コラム
移ろう人の心と社会
今から30年くらい前に赴任した地方都市では、中学の男子生徒は全員丸刈りだったのですが、私と同じタイミングで都会から転校してきた生徒が丸刈り拒否をして、新聞にも取り上げられるほどの話題になりました。私は、転校生の主張は至極真っ当だと感じたのですが、父兄の間では丸刈り賛成派が圧倒的多数で、自分の常識はその地域の常識ではなかったことを思い知りました。もちろん、今ではその地域でも丸刈り強制ルールはなくなっていますので、新常識の浸透が遅かっただけと言えます。丸刈りに関しては、もっと新常識の浸透が遅かったのは野球部でしょうか。甲子園でも10年前くらいまでは丸刈りが当たり前であったように思います。
常識は移ろうものです。法律もかなり頻繁に改正されます。最近では、2022年から民法上の成年年齢が18歳に引き下げになり、同時に少年法も改正となりました。犯罪を規定している刑法も2023年に改正となり、さらに2025年6月からは、懲役刑・禁錮刑の区別がなくなり「拘禁刑」となることが決定しています。

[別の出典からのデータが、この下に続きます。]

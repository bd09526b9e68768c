// crates/strand-core/src/traits.rs

use std::collections::HashMap;

use async_trait::async_trait;
use rust_decimal::Decimal;
use serde_json::Value;

use crate::types::{
    Capability, CapabilityMetadata, CostInputs, OperationResult, ProviderRegistration,
};

/// Uniform interface over a concrete AI provider.
///
/// An adapter declares its registration (capabilities plus cost and quality
/// metadata) and exposes a single async `execute` dispatch method.
///
/// Behavioral contract:
/// - `execute` never fails with an `Err` for operation failures. All
///   provider errors are captured into `OperationResult { success: false }`
///   with an error code and retryability flag, so the executor's fallback
///   and retry logic can act on them.
/// - `latency_ms` reflects measured wall time of the call.
/// - `cost_usd` is derived from provider-reported usage through the
///   capability's metadata; when usage is missing the cost is zero.
#[async_trait]
pub trait ProviderAdapter: Send + Sync + std::fmt::Debug {
    /// The provider's registration with all supported capabilities.
    fn registration(&self) -> ProviderRegistration;

    /// Execute an AI operation, routing internally on `capability`.
    async fn execute(
        &self,
        capability: Capability,
        input: Value,
        options: &HashMap<String, Value>,
    ) -> OperationResult;

    /// Whether the provider is healthy and reachable.
    ///
    /// Default implementation reports healthy; adapters for internal
    /// services override this to ping their health endpoint.
    async fn health_check(&self) -> bool {
        true
    }

    fn provider_name(&self) -> String {
        self.registration().provider_name
    }

    fn supports(&self, capability: Capability) -> bool {
        self.registration().supports(capability)
    }

    fn capability_metadata(&self, capability: Capability) -> Option<CapabilityMetadata> {
        self.registration().get_capability(capability).cloned()
    }

    /// Cost of an operation given raw usage, via the capability's metadata.
    fn cost_for(&self, capability: Capability, usage: &HashMap<String, f64>) -> Decimal {
        match self.capability_metadata(capability) {
            Some(meta) => meta.estimate_cost(CostInputs::from_usage(usage)),
            None => Decimal::ZERO,
        }
    }

    /// Build a successful result with cost derived from usage.
    fn success_result(
        &self,
        capability: Capability,
        data: Value,
        usage: HashMap<String, f64>,
        latency_ms: f64,
        request_id: Option<String>,
    ) -> OperationResult {
        let cost = self.cost_for(capability, &usage);
        let mut result = OperationResult::success(
            self.provider_name(),
            capability,
            data,
            usage,
            cost,
            latency_ms,
        );
        result.request_id = request_id;
        result
    }

    /// Build a failed result without losing latency already spent.
    fn error_result(
        &self,
        capability: Capability,
        error: String,
        error_code: Option<&str>,
        retryable: bool,
        latency_ms: f64,
    ) -> OperationResult {
        OperationResult::failure(self.provider_name(), capability, error, error_code, retryable)
            .with_latency(latency_ms)
    }
}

翻って、善悪の基準は揺るがないものでしょうか。新手の脱法的手口は次々に出現するので、新たに「違法」を規定することはこれからも続くと思いますし、従来「違法」であった行為が違法でなくなった例も多いです。しかし、その背後にあるはずの善悪に関する人の感覚はどうなのでしょうか。倫理観や公正観のコアな部分、すなわち人の心理は案外変わらない気がしますし、そうであってほしいと思います。
とはいえ、犯罪を含むすべての人間の行為は、移ろう人の心と流動する社会構造とが入り混じるところで起きますので、犯罪を善悪の二分法で捉えること自体が問い直されなければいけないのかもしれません。